System Synthesis for Networks of Programmable Blocks
Ryan Mannion, Harry Hsieh, Susan Cotterell, Frank Vahid

TL;DR
This paper presents a method for synthesizing sensor network diagrams into optimized networks of programmable blocks, reducing size, cost, and power consumption through an efficient partitioning algorithm.
Contribution
It introduces the PareDown decomposition algorithm for minimizing programmable blocks in sensor networks, improving synthesis efficiency and network optimization.
Findings
Significant network size reductions achieved.
Algorithm outperforms exhaustive search in speed.

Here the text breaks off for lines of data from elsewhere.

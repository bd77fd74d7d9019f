//! Error types for GEDCOM decoding and record lookup.

use std::io;
use std::path::{Path, PathBuf};
use thiserror::Error;

pub type Result<T> = std::result::Result<T, RecordError>;

#[derive(Error, Debug)]
pub enum RecordError {
    #[error("Failed to read {path}: {source}")]
    Io {
        path: PathBuf,
        #[source]
        source: io::Error,
    },

    #[error("GEDCOM file is empty: {0}")]
    EmptyFile(PathBuf),

    #[error("Malformed GEDCOM at line {line}: {message}")]
    Syntax { line: usize, message: String },

    #[error("Malformed GEDCOM: record @{0}@ is defined more than once")]
    DuplicateRecord(String),

    #[error("Malformed GEDCOM: family @{family}@ references unknown individual @{reference}@")]
    UnresolvedReference { family: String, reference: String },

    #[error("Individual {0} not found")]
    NotFound(String),
}

impl RecordError {
    pub fn io(path: impl AsRef<Path>, source: io::Error) -> Self {
        Self::Io {
            path: path.as_ref().to_path_buf(),
            source,
        }
    }

    pub fn syntax(line: usize, message: impl Into<String>) -> Self {
        Self::Syntax {
            line,
            message: message.into(),
        }
    }

    /// True for faults in the source file itself, as opposed to lookups
    /// against a store that loaded fine.
    pub fn is_decode_failure(&self) -> bool {
        !matches!(self, Self::NotFound(_))
    }
}

#[cfg(test)]
mod tests {
    use super::*;

    #[test]
    fn test_decode_failures_are_labeled() {
        let err = RecordError::syntax(12, "missing tag");
        assert!(err.is_decode_failure());
        assert_eq!(
            err.to_string(),
            "Malformed GEDCOM at line 12: missing tag"
        );

        let err = RecordError::NotFound("@I9@".into());
        assert!(!err.is_decode_failure());
        assert_eq!(err.to_string(), "Individual @I9@ not found");
    }
}
//! GedGraph Core - GEDCOM records and lookups
//!
//! This crate turns a GEDCOM file into individual and family records and
//! answers record-level questions about them: names, vital years, parents,
//! children and the per-family spouse of a parent.
//!
//! Everything here is read-only once loaded. The relationship graph in
//! `gedgraph-graph` is built on top of a [`RecordStore`].
//!
//! # Example
//!
//! ```no_run
//! use gedgraph_core::RecordStore;
//!
//! let store = RecordStore::load("family.ged")?;
//! let person = store.get_individual("@I1@")?;
//! println!("{}", store.get_name(person));
//! # Ok::<(), gedgraph_core::RecordError>(())
//! ```

mod charset;
pub mod error;
mod parser;
mod record;
mod store;

pub use error::{RecordError, Result};
pub use parser::{GedcomParser, ParseResult};
pub use record::{extract_year, Family, Individual, PersonName, Sex, Xref};
pub use store::{Parents, RecordStore, SpouseLink, StoreStats};
//! CSV export.

use crate::types::ResultRecord;

/// Header row, in column order.
pub const CSV_HEADER: &str = "name,suffix,domain,available,info";

/// Render records as CSV with a header row, one row per record.
///
/// `available` is written as `true`/`false`. Fields containing commas,
/// quotes or line breaks are quoted, with embedded quotes doubled.
pub fn render_csv(records: &[ResultRecord]) -> String {
    let mut out = String::with_capacity(64 * (records.len() + 1));
    out.push_str(CSV_HEADER);
    out.push_str("\r\n");

    for record in records {
        let available = if record.available { "true" } else { "false" };
        let fields = [
            escape_field(&record.name),
            escape_field(&record.suffix),
            escape_field(&record.domain),
            available.to_string(),
            escape_field(&record.info),
        ];
        out.push_str(&fields.join(","));
        out.push_str("\r\n");
    }

    out
}

fn escape_field(value: &str) -> String {
    if value.contains(&[',', '"', '\r', '\n'][..]) {
        format!("\"{}\"", value.replace('"', "\"\""))
    } else {
        value.to_string()
    }
}
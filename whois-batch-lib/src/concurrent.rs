//! Worker pool for concurrent WHOIS checks.
//!
//! A fixed number of workers pull [`WorkItem`]s from a shared queue. Each
//! worker waits on the shared [`RateLimiter`], runs the blocking lookup on
//! tokio's blocking thread pool, classifies the outcome and sends the
//! [`ResultRecord`] down a channel. A single consumer drains the channel
//! into the [`ResultCollector`].
//!
//! ```text
//! queue ──► worker 0 ─┐
//!       ──► worker 1 ─┼─► mpsc ──► ResultCollector ──► ResultSink
//!       ──► worker N ─┘
//! ```

use crate::classifier::{classify, worker_fault};
use crate::collector::{ResultCollector, ResultSink};
use crate::error::WhoisBatchError;
use crate::protocols::WhoisLookup;
use crate::rate_limit::RateLimiter;
use crate::types::{ResultRecord, WorkItem};
use std::collections::VecDeque;
use std::sync::{Arc, Mutex};
use tokio::sync::mpsc;
use tokio::task::JoinSet;
use tokio_util::sync::CancellationToken;
use tracing::{debug, warn};

type WorkQueue = Arc<Mutex<VecDeque<WorkItem>>>;

/// Runs work items across a bounded pool of workers.
pub struct Dispatcher<L: WhoisLookup> {
    lookup: Arc<L>,
    limiter: Arc<RateLimiter>,
    threads: usize,
}

impl<L: WhoisLookup> Dispatcher<L> {
    /// Create a dispatcher with a shared lookup and rate limiter.
    ///
    /// `threads` is the configured worker count; the actual pool size is
    /// also capped by the number of items (see [`worker_count`](Self::worker_count)).
    pub fn new(lookup: Arc<L>, limiter: Arc<RateLimiter>, threads: usize) -> Self {
        Self {
            lookup,
            limiter,
            threads,
        }
    }

    /// Pool size for a run of `total` items: `min(threads, total)`, at least 1.
    pub fn worker_count(&self, total: usize) -> usize {
        self.threads.min(total).max(1)
    }

    /// Process every item, feeding results into `collector` as they complete.
    ///
    /// Returns the number of records produced (before filtering).
    ///
    /// # Errors
    ///
    /// Returns `Cancelled` as soon as `cancel` fires. No new items are
    /// dispatched after that, and results still in flight are discarded.
    pub async fn run<S: ResultSink>(
        &self,
        items: Vec<WorkItem>,
        collector: &mut ResultCollector<S>,
        cancel: &CancellationToken,
    ) -> Result<usize, WhoisBatchError> {
        let total = items.len();
        let workers = self.worker_count(total);
        debug!(total, workers, "starting worker pool");

        let queue: WorkQueue = Arc::new(Mutex::new(VecDeque::from(items)));
        let (tx, mut rx) = mpsc::channel::<ResultRecord>(workers);

        let mut pool = JoinSet::new();
        for worker_id in 0..workers {
            pool.spawn(worker_loop(
                worker_id,
                Arc::clone(&queue),
                Arc::clone(&self.lookup),
                Arc::clone(&self.limiter),
                tx.clone(),
                cancel.clone(),
            ));
        }
        // Channel closes once every worker has dropped its sender
        drop(tx);

        let mut completed = 0;
        loop {
            tokio::select! {
                biased;
                _ = cancel.cancelled() => {
                    pool.abort_all();
                    warn!(completed, total, "run cancelled, abandoning in-flight checks");
                    return Err(WhoisBatchError::cancelled(completed, total));
                }
                received = rx.recv() => match received {
                    Some(record) => {
                        completed += 1;
                        collector.accept(record);
                    }
                    None => break,
                },
            }
        }

        while let Some(joined) = pool.join_next().await {
            if let Err(e) = joined {
                warn!("worker task failed: {}", e);
            }
        }

        if completed < total {
            return Err(WhoisBatchError::internal(format!(
                "worker pool finished with {} of {} results",
                completed, total
            )));
        }

        Ok(completed)
    }
}

async fn worker_loop<L: WhoisLookup>(
    worker_id: usize,
    queue: WorkQueue,
    lookup: Arc<L>,
    limiter: Arc<RateLimiter>,
    tx: mpsc::Sender<ResultRecord>,
    cancel: CancellationToken,
) {
    loop {
        if cancel.is_cancelled() {
            break;
        }

        let Some(item) = next_item(&queue) else {
            break;
        };

        tokio::select! {
            _ = cancel.cancelled() => break,
            _ = limiter.wait() => {}
        }

        debug!(worker_id, domain = %item.domain(), "dispatching lookup");
        let record = check_item(Arc::clone(&lookup), item).await;

        if tx.send(record).await.is_err() {
            // Receiver gone: the run was abandoned
            break;
        }
    }
}

fn next_item(queue: &WorkQueue) -> Option<WorkItem> {
    match queue.lock() {
        Ok(mut guard) => guard.pop_front(),
        Err(poisoned) => poisoned.into_inner().pop_front(),
    }
}

/// Look up and classify a single item, without rate limiting.
///
/// The lookup runs on the blocking thread pool. If it panics, the item still
/// gets a record (available, with a "worker fault" explanation).
pub async fn check_item<L: WhoisLookup>(lookup: Arc<L>, item: WorkItem) -> ResultRecord {
    let domain = item.domain();

    let verdict = match tokio::task::spawn_blocking(move || lookup.lookup(&domain)).await {
        Ok(outcome) => classify(&outcome),
        Err(e) => {
            warn!(domain = %item.domain(), "lookup did not complete: {}", e);
            worker_fault(&e.to_string())
        }
    };

    debug!(domain = %item.domain(), available = verdict.available, info = %verdict.info, "classified");
    ResultRecord::new(item, verdict)
}

#[cfg(test)]
mod tests {
    use super::*;
    use crate::collector::NullSink;
    use crate::protocols::{LookupError, LookupOutcome, WhoisRecord};
    use crate::utils::build_work_items;
    use std::collections::HashSet;
    use std::sync::atomic::{AtomicUsize, Ordering};
    use std::time::Duration;

    fn names(list: &[&str]) -> Vec<String> {
        list.iter().map(|s| s.to_string()).collect()
    }

    fn dispatcher<L: WhoisLookup>(lookup: L, threads: usize) -> Dispatcher<L> {
        Dispatcher::new(Arc::new(lookup), Arc::new(RateLimiter::new(Duration::ZERO)), threads)
    }

    fn taken_if_starts_with_t(domain: &str) -> LookupOutcome {
        if domain.starts_with('t') {
            Ok(WhoisRecord::registered(domain.to_uppercase()))
        } else {
            Err(LookupError::new(format!("No match for {}", domain)))
        }
    }

    #[test]
    fn test_worker_count_bounds() {
        let d = dispatcher(taken_if_starts_with_t, 10);
        assert_eq!(d.worker_count(3), 3);
        assert_eq!(d.worker_count(50), 10);
        assert_eq!(d.worker_count(0), 1);

        let d = dispatcher(taken_if_starts_with_t, 0);
        assert_eq!(d.worker_count(5), 1);
    }

    #[tokio::test(flavor = "multi_thread", worker_threads = 4)]
    async fn test_one_record_per_item() {
        let items = build_work_items(
            &names(&["alpha", "tango", "bravo", "tiger", "delta"]),
            &names(&[".cz", ".com", ".net"]),
        );
        let expected: HashSet<String> = items.iter().map(WorkItem::domain).collect();

        let d = dispatcher(taken_if_starts_with_t, 4);
        let mut collector = ResultCollector::new(false, NullSink);
        let processed = d
            .run(items, &mut collector, &CancellationToken::new())
            .await
            .unwrap();

        assert_eq!(processed, 15);
        let records = collector.into_records();
        assert_eq!(records.len(), 15);

        let got: HashSet<String> = records.iter().map(|r| r.domain.clone()).collect();
        assert_eq!(got, expected);

        for record in &records {
            assert_eq!(record.available, !record.name.starts_with('t'));
        }
    }

    #[tokio::test(flavor = "multi_thread", worker_threads = 2)]
    async fn test_panicking_lookup_becomes_available_verdict() {
        let lookup = |domain: &str| -> LookupOutcome {
            if domain == "boom.test" {
                panic!("resolver exploded");
            }
            Ok(WhoisRecord::registered(domain))
        };

        let items = build_work_items(&names(&["boom", "fine"]), &names(&[".test"]));
        let d = dispatcher(lookup, 2);
        let mut collector = ResultCollector::new(false, NullSink);
        d.run(items, &mut collector, &CancellationToken::new())
            .await
            .unwrap();

        let records = collector.into_records();
        assert_eq!(records.len(), 2);

        let boom = records.iter().find(|r| r.domain == "boom.test").unwrap();
        assert!(boom.available);
        assert!(boom.info.starts_with("worker fault (treated as available)"));

        let fine = records.iter().find(|r| r.domain == "fine.test").unwrap();
        assert!(!fine.available);
    }

    #[tokio::test(flavor = "multi_thread", worker_threads = 2)]
    async fn test_cancel_before_start_dispatches_nothing() {
        let calls = Arc::new(AtomicUsize::new(0));
        let counter = Arc::clone(&calls);
        let lookup = move |_: &str| -> LookupOutcome {
            counter.fetch_add(1, Ordering::SeqCst);
            Ok(WhoisRecord::empty())
        };

        let cancel = CancellationToken::new();
        cancel.cancel();

        let items = build_work_items(&names(&["a", "b", "c"]), &names(&[".test"]));
        let d = dispatcher(lookup, 3);
        let mut collector = ResultCollector::new(false, NullSink);
        let err = d.run(items, &mut collector, &cancel).await.unwrap_err();

        assert!(err.is_cancelled());
        assert!(collector.records().is_empty());
        assert_eq!(calls.load(Ordering::SeqCst), 0);
    }

    #[tokio::test(flavor = "multi_thread", worker_threads = 2)]
    async fn test_cancel_mid_run_stops_dispatching() {
        let items = build_work_items(
            &names(&["a", "b", "c", "d", "e", "f", "g", "h"]),
            &names(&[".test"]),
        );
        let d = Dispatcher::new(
            Arc::new(|_: &str| -> LookupOutcome { Ok(WhoisRecord::empty()) }),
            Arc::new(RateLimiter::new(Duration::from_millis(100))),
            2,
        );

        let cancel = CancellationToken::new();
        let trigger = cancel.clone();
        let mut seen = 0usize;
        let mut collector = ResultCollector::new(false, |_: &ResultRecord| {
            seen += 1;
            if seen == 2 {
                trigger.cancel();
            }
        });

        let err = d.run(items, &mut collector, &cancel).await.unwrap_err();
        assert!(err.is_cancelled());
        let retained = collector.records().len();
        assert!(retained >= 2 && retained < 8);
    }

    #[tokio::test]
    async fn test_check_item_builds_record() {
        let record = check_item(
            Arc::new(taken_if_starts_with_t),
            WorkItem::new("bar", ".test"),
        )
        .await;

        assert_eq!(record.domain, "bar.test");
        assert!(record.available);
        assert!(record.info.starts_with("exception indicated free"));
    }
}
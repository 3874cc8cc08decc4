//! WHOIS lookup interface and the system `whois` command backend.
//!
//! The batch engine never parses WHOIS text itself. It calls a
//! [`WhoisLookup`] and hands the outcome to the classifier. The only parsing
//! done here is what a WHOIS client library would do: pull out the
//! `Domain Name:` field, and report "not found" style answers as errors.

use std::fmt;
use std::process::Command;
use tracing::debug;

/// Parsed WHOIS answer for one domain.
#[derive(Debug, Clone, Default, PartialEq, Eq)]
pub struct WhoisRecord {
    /// Value of the registry's "domain name" field, if any
    pub domain_name: Option<String>,

    /// Raw response text
    pub raw: String,
}

impl WhoisRecord {
    pub fn registered<D: Into<String>>(domain_name: D) -> Self {
        Self {
            domain_name: Some(domain_name.into()),
            raw: String::new(),
        }
    }

    pub fn empty() -> Self {
        Self::default()
    }

    /// The domain name field, if present and non-blank.
    pub fn populated_domain_name(&self) -> Option<&str> {
        self.domain_name
            .as_deref()
            .map(str::trim)
            .filter(|name| !name.is_empty())
    }
}

/// Failed WHOIS lookup. Only the message is meaningful to callers.
#[derive(Debug, Clone, PartialEq, Eq)]
pub struct LookupError {
    pub message: String,
}

impl LookupError {
    pub fn new<M: Into<String>>(message: M) -> Self {
        Self {
            message: message.into(),
        }
    }
}

impl fmt::Display for LookupError {
    fn fmt(&self, f: &mut fmt::Formatter<'_>) -> fmt::Result {
        f.write_str(&self.message)
    }
}

impl std::error::Error for LookupError {}

/// Result of a single lookup call.
pub type LookupOutcome = Result<WhoisRecord, LookupError>;

/// Anything that can answer a WHOIS query for a domain.
///
/// Implementations are called from blocking worker threads and may block
/// on network I/O. They must be shareable across threads.
pub trait WhoisLookup: Send + Sync + 'static {
    fn lookup(&self, domain: &str) -> LookupOutcome;
}

impl<F> WhoisLookup for F
where
    F: Fn(&str) -> LookupOutcome + Send + Sync + 'static,
{
    fn lookup(&self, domain: &str) -> LookupOutcome {
        self(domain)
    }
}

// Phrases registries use to say "no such domain". WHOIS client libraries
// raise these as errors rather than returning an empty record.
const NOT_FOUND_PATTERNS: &[&str] = &[
    "no match",
    "not found",
    "no data found",
    "no entries found",
    "domain not found",
    "status: free",
    "status: available",
    "no object found",
    "object does not exist",
];

const RATE_LIMIT_PATTERNS: &[&str] = &[
    "rate limit exceeded",
    "too many requests",
    "try again later",
    "quota exceeded",
    "limit exceeded",
    "throttled",
];

/// WHOIS client backed by the system's `whois` command.
///
/// There is no per-call timeout; a lookup takes as long as the `whois`
/// command does.
#[derive(Debug, Clone)]
pub struct SystemWhoisClient {
    program: String,
}

impl SystemWhoisClient {
    pub fn new() -> Self {
        Self {
            program: "whois".to_string(),
        }
    }

    /// Use a different executable (e.g. an absolute path to `whois`).
    pub fn with_program<P: Into<String>>(program: P) -> Self {
        Self {
            program: program.into(),
        }
    }
}

impl Default for SystemWhoisClient {
    fn default() -> Self {
        Self::new()
    }
}

impl WhoisLookup for SystemWhoisClient {
    fn lookup(&self, domain: &str) -> LookupOutcome {
        let output = Command::new(&self.program)
            .arg(domain)
            .output()
            .map_err(|e| {
                LookupError::new(format!(
                    "failed to execute {} command: {}. Make sure 'whois' is installed",
                    self.program, e
                ))
            })?;

        let mut text = String::from_utf8_lossy(&output.stdout).into_owned();
        if text.trim().is_empty() {
            text = String::from_utf8_lossy(&output.stderr).into_owned();
        }

        debug!(domain, bytes = text.len(), status = ?output.status, "whois command finished");
        parse_whois_response(&text)
    }
}

/// Interpret raw WHOIS text the way a WHOIS client library would.
///
/// - A populated `Domain Name:` field yields a record with that name.
/// - A rate-limit notice or a "not found" phrase yields a [`LookupError`]
///   carrying the matching line.
/// - Anything else yields a record without a domain name.
pub fn parse_whois_response(text: &str) -> LookupOutcome {
    if let Some(name) = extract_domain_name(text) {
        return Ok(WhoisRecord {
            domain_name: Some(name),
            raw: text.to_string(),
        });
    }

    if let Some(line) = find_line_matching(text, RATE_LIMIT_PATTERNS) {
        return Err(LookupError::new(format!("rate limited: {}", line)));
    }

    if let Some(line) = find_line_matching(text, NOT_FOUND_PATTERNS) {
        return Err(LookupError::new(line));
    }

    Ok(WhoisRecord {
        domain_name: None,
        raw: text.to_string(),
    })
}

fn extract_domain_name(text: &str) -> Option<String> {
    text.lines().find_map(|line| {
        let (key, value) = line.trim().split_once(':')?;
        let key = key.trim().to_lowercase();
        let value = value.trim();
        if (key == "domain name" || key == "domain") && !value.is_empty() {
            Some(value.to_string())
        } else {
            None
        }
    })
}

fn find_line_matching(text: &str, patterns: &[&str]) -> Option<String> {
    text.lines()
        .map(str::trim)
        .find(|line| {
            let lower = line.to_lowercase();
            patterns.iter().any(|pattern| lower.contains(pattern))
        })
        .map(str::to_string)
}
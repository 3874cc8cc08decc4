//! # whois-batch library
//!
//! Bulk domain availability checking over WHOIS.
//!
//! Given a list of base names and a set of suffixes, the library checks
//! every combination through a bounded pool of workers that share one
//! global rate limiter. Each WHOIS outcome, including errors, is classified
//! into an availability verdict, and the results can be exported as CSV,
//! JSON or HTML.
//!
//! ## Quick Start
//!
//! ```rust,no_run
//! use whois_batch_lib::{parse_suffixes, BatchChecker, BatchConfig, ResultRecord};
//! use tokio_util::sync::CancellationToken;
//!
//! #[tokio::main]
//! async fn main() -> Result<(), Box<dyn std::error::Error>> {
//!     let checker = BatchChecker::system(BatchConfig::default());
//!     let names = vec!["example".to_string(), "rust-lang".to_string()];
//!     let suffixes = parse_suffixes("com, org");
//!
//!     let summary = checker
//!         .run(&names, &suffixes, |r: &ResultRecord| println!("{} {}", r.domain, r.available), &CancellationToken::new())
//!         .await?;
//!     println!("{} records", summary.records.len());
//!     Ok(())
//! }
//! ```
//!
//! ## Features
//!
//! - **Global rate limiting**: one minimum interval across all workers
//! - **Free-leaning classification**: ambiguous WHOIS errors count as available
//! - **Streaming results**: each record reaches the sink as soon as it completes
//! - **Cancellation**: stop dispatching on demand, no partial records
//! - **Exporters**: CSV, pretty JSON and a styled HTML report

// Re-export main public API types and functions
pub use checker::BatchChecker;
pub use classifier::{classify, indicates_free, FREE_ERROR_PHRASES};
pub use collector::{NullSink, ResultCollector, ResultSink};
pub use concurrent::{check_item, Dispatcher};
pub use config::{
    load_env_config, validate_delay, ConfigManager, DefaultsConfig, EnvConfig,
    FileConfig, Settings, DEFAULT_INPUT_FILE,
};
pub use error::WhoisBatchError;
pub use export::{export_records, render_csv, render_html, render_json, ExportFormat, CSV_HEADER};
pub use protocols::{LookupError, LookupOutcome, SystemWhoisClient, WhoisLookup, WhoisRecord};
pub use rate_limit::RateLimiter;
pub use types::{BatchConfig, ResultRecord, RunSummary, Verdict, WorkItem};
pub use utils::{build_work_items, load_names, normalize_suffix, parse_names, parse_suffixes};

// Public modules
pub mod protocols;

// Internal modules - these are not part of the public API
mod checker;
mod classifier;
mod collector;
mod concurrent;
mod config;
mod error;
mod export;
mod rate_limit;
mod types;
mod utils;

// Type alias for convenience
pub type Result<T> = std::result::Result<T, WhoisBatchError>;

// Library version
pub const VERSION: &str = env!("CARGO_PKG_VERSION");
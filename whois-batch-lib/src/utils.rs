//! Helpers for turning raw user input into work items.
//!
//! Suffix normalization, name-file loading and the names × suffixes
//! expansion live here.

use crate::error::WhoisBatchError;
use crate::types::WorkItem;
use std::collections::HashSet;
use std::fs;
use std::path::Path;

/// Normalize a single suffix: trim, lower-case, ensure a leading dot.
///
/// Returns `None` for input that is empty after trimming or consists of a
/// lone dot. Normalization is idempotent: `"cz"`, `".CZ"` and `".cz"` all
/// become `".cz"`.
pub fn normalize_suffix(raw: &str) -> Option<String> {
    let trimmed = raw.trim();
    if trimmed.is_empty() || trimmed == "." {
        return None;
    }

    let lower = trimmed.to_lowercase();
    if lower.starts_with('.') {
        Some(lower)
    } else {
        Some(format!(".{}", lower))
    }
}

/// Parse a suffix list separated by commas and/or whitespace.
///
/// Each token goes through [`normalize_suffix`]. Duplicates are dropped,
/// keeping the first occurrence, so every resulting work item is unique.
///
/// # Example
///
/// ```
/// use whois_batch_lib::parse_suffixes;
///
/// assert_eq!(parse_suffixes("cz, .COM net"), vec![".cz", ".com", ".net"]);
/// ```
pub fn parse_suffixes(input: &str) -> Vec<String> {
    let mut seen = HashSet::new();

    input
        .split(|c: char| c == ',' || c.is_whitespace())
        .filter_map(normalize_suffix)
        .filter(|suffix| seen.insert(suffix.clone()))
        .collect()
}

/// Parse names from text: one per line, trimmed, blank lines ignored.
///
/// Repeated names are kept only once, in first-seen order.
pub fn parse_names(content: &str) -> Vec<String> {
    let mut seen = HashSet::new();

    content
        .lines()
        .map(str::trim)
        .filter(|line| !line.is_empty())
        .filter(|line| seen.insert(line.to_string()))
        .map(str::to_string)
        .collect()
}

/// Load the name list from a file.
///
/// # Errors
///
/// Returns `FileError` if the file does not exist, cannot be read, or
/// contains no names.
pub fn load_names<P: AsRef<Path>>(path: P) -> Result<Vec<String>, WhoisBatchError> {
    let path = path.as_ref();
    let display = path.to_string_lossy();

    if !path.exists() {
        return Err(WhoisBatchError::file_error(display, "File not found"));
    }

    let content = fs::read_to_string(path)
        .map_err(|e| WhoisBatchError::file_error(display.clone(), format!("Failed to read file: {}", e)))?;

    let names = parse_names(&content);
    if names.is_empty() {
        return Err(WhoisBatchError::file_error(display, "File is empty"));
    }

    Ok(names)
}

/// Build the cartesian product of names × suffixes.
///
/// Items are ordered name-major: every suffix of the first name, then every
/// suffix of the second name, and so on.
pub fn build_work_items(names: &[String], suffixes: &[String]) -> Vec<WorkItem> {
    let mut items = Vec::with_capacity(names.len() * suffixes.len());

    for name in names {
        for suffix in suffixes {
            items.push(WorkItem::new(name.as_str(), suffix.as_str()));
        }
    }

    items
}
//! Batch exporters.
//!
//! Each exporter renders the full set of retained records once the run has
//! finished. Rendering is separate from writing so the formats can be
//! inspected without touching the filesystem.

mod csv;
mod html;
mod json;

pub use self::csv::{render_csv, CSV_HEADER};
pub use self::html::{render_html, DEFAULT_HTML_TITLE};
pub use self::json::render_json;

use crate::error::WhoisBatchError;
use crate::types::ResultRecord;
use std::fmt;
use std::fs;
use std::path::Path;
use tracing::debug;

/// Supported export formats.
#[derive(Debug, Clone, Copy, PartialEq, Eq)]
pub enum ExportFormat {
    Csv,
    Json,
    Html,
}

impl ExportFormat {
    /// Default file name used when the format is enabled without a path.
    pub fn default_path(&self) -> &'static str {
        match self {
            ExportFormat::Csv => "results.csv",
            ExportFormat::Json => "results.json",
            ExportFormat::Html => "results.html",
        }
    }

    /// Render records to the format's text representation.
    pub fn render(&self, records: &[ResultRecord]) -> Result<String, WhoisBatchError> {
        match self {
            ExportFormat::Csv => Ok(render_csv(records)),
            ExportFormat::Json => render_json(records),
            ExportFormat::Html => Ok(render_html(records, DEFAULT_HTML_TITLE)),
        }
    }
}

impl fmt::Display for ExportFormat {
    fn fmt(&self, f: &mut fmt::Formatter<'_>) -> fmt::Result {
        match self {
            ExportFormat::Csv => write!(f, "CSV"),
            ExportFormat::Json => write!(f, "JSON"),
            ExportFormat::Html => write!(f, "HTML"),
        }
    }
}

/// Render `records` and write them to `path`, replacing any existing file.
///
/// # Errors
///
/// Returns `ExportError` if rendering or writing fails.
pub fn export_records<P: AsRef<Path>>(
    format: ExportFormat,
    records: &[ResultRecord],
    path: P,
) -> Result<(), WhoisBatchError> {
    let path = path.as_ref();
    let path_str = path.to_string_lossy();

    let content = format
        .render(records)
        .map_err(|e| WhoisBatchError::export(path_str.clone(), e.to_string()))?;

    fs::write(path, content).map_err(|e| WhoisBatchError::export(path_str.clone(), e.to_string()))?;

    debug!(path = %path_str, format = %format, rows = records.len(), "export written");
    Ok(())
}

Near-optimal results for real and random designs.
Abstract
The advent of sensor networks presents untapped opportunities for synthesis. We examine the problem of synthesis of behavioral specifications into networks of programmable sensor blocks. The particular behavioral specification we consider is an intuitive user-created network diagram of sensor blocks, each block having a pre-defined combinational or sequential behavior. We synthesize this specification to a new network that utilizes a minimum number of programmable blocks in place of the pre-defined blocks, thus reducing network size and hence network cost and power. We focus on the main task of this synthesis problem, namely partitioning pre-defined blocks onto a minimum number of programmable blocks, introducing the efficient but effective PareDown decomposition algorithm for the task. We describe the synthesis and simulation tools we developed. We provide results showing excellent…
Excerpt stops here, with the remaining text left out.